### Dataset extract
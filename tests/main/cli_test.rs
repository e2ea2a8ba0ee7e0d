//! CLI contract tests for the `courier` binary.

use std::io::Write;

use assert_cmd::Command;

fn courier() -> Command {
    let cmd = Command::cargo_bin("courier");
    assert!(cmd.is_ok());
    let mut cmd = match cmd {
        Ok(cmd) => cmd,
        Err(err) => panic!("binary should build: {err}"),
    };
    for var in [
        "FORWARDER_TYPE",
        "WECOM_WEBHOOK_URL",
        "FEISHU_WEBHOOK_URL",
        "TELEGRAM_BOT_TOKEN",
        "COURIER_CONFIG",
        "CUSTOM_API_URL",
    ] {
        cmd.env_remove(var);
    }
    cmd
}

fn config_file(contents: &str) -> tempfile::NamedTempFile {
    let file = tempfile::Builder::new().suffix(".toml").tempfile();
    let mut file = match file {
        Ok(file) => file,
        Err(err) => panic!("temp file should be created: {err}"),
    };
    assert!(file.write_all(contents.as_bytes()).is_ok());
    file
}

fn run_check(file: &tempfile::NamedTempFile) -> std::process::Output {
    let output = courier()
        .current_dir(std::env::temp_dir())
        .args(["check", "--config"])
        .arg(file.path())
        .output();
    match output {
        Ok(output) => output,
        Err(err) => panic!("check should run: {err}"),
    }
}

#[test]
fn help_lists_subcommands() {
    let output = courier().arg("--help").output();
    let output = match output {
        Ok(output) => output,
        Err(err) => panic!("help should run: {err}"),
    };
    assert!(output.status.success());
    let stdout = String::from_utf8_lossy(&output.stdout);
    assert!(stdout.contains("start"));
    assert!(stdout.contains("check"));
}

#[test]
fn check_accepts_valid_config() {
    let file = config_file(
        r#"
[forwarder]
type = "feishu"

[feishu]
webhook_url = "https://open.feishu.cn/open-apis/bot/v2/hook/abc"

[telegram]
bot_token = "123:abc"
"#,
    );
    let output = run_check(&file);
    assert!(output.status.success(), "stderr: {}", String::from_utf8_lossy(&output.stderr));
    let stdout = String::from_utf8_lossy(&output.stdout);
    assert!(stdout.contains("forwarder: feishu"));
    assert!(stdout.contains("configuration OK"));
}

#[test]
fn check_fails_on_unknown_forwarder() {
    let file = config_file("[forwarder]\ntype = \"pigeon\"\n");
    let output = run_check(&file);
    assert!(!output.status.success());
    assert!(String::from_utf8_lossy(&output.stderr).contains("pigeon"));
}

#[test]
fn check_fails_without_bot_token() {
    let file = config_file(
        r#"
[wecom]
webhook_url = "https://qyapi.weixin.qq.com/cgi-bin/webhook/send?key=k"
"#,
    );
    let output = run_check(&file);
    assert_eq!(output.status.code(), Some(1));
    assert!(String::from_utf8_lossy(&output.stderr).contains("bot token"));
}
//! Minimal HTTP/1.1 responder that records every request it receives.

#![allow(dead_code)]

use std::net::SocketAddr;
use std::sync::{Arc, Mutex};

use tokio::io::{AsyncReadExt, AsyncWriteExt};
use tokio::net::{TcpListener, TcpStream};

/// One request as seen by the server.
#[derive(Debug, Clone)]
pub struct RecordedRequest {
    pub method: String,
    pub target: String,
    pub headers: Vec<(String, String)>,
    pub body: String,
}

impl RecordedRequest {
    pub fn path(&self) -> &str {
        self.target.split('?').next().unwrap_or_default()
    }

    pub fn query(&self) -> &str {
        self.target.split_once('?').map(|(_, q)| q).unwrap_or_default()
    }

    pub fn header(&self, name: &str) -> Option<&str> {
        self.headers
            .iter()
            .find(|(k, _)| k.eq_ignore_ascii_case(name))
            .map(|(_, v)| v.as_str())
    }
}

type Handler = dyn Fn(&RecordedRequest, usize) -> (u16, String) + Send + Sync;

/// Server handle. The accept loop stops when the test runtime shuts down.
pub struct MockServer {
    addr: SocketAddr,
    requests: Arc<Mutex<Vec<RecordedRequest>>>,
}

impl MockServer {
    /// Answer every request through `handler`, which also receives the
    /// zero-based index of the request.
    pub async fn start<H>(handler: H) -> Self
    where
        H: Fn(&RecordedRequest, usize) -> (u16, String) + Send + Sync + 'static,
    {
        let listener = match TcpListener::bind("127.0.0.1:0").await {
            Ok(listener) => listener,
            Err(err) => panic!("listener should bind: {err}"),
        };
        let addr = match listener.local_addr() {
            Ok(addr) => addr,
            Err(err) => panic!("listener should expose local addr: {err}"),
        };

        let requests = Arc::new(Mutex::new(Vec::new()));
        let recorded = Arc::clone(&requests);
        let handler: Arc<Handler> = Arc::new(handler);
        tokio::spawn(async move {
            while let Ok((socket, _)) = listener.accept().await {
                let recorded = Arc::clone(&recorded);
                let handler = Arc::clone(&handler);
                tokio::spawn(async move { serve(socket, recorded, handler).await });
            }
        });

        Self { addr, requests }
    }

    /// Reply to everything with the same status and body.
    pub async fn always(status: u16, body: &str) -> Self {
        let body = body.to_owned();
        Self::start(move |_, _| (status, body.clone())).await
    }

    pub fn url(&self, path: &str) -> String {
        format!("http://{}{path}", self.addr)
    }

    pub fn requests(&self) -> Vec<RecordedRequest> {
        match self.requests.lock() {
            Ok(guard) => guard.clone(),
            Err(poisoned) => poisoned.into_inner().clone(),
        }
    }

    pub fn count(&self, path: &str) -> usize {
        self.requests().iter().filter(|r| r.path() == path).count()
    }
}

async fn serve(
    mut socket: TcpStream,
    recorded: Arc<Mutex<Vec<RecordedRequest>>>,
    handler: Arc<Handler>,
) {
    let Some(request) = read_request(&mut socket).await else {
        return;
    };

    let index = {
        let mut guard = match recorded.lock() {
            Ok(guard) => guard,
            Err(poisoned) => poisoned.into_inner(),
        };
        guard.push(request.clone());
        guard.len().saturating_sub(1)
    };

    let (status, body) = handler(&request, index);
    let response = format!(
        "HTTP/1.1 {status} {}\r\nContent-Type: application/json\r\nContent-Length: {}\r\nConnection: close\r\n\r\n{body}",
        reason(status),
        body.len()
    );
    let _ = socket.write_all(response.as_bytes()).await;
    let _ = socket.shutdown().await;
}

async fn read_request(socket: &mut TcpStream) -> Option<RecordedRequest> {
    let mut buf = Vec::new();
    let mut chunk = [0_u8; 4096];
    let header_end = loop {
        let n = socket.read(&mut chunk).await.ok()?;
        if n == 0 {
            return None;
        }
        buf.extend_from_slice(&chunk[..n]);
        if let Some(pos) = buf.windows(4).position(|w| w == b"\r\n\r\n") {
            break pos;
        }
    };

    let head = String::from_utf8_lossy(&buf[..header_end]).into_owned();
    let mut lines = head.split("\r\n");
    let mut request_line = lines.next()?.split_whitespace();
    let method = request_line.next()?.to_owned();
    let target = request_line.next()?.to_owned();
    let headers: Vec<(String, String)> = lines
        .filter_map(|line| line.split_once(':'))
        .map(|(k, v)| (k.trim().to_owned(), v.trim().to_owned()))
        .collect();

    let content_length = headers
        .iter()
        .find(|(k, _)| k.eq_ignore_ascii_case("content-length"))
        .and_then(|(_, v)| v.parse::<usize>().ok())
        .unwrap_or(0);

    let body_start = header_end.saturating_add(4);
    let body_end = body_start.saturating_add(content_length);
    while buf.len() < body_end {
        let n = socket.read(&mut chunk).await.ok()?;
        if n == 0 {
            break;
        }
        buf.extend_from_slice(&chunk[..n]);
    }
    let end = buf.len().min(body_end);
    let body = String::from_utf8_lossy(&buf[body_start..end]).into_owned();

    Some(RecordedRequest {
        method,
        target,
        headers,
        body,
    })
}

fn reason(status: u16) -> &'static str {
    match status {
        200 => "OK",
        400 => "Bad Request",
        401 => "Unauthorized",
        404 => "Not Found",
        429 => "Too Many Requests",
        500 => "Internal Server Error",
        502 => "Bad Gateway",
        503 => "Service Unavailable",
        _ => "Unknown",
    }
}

### Task directions
Some lines above may contain the string "impl". State how many of them the records have, and nothing more.

### Task result
2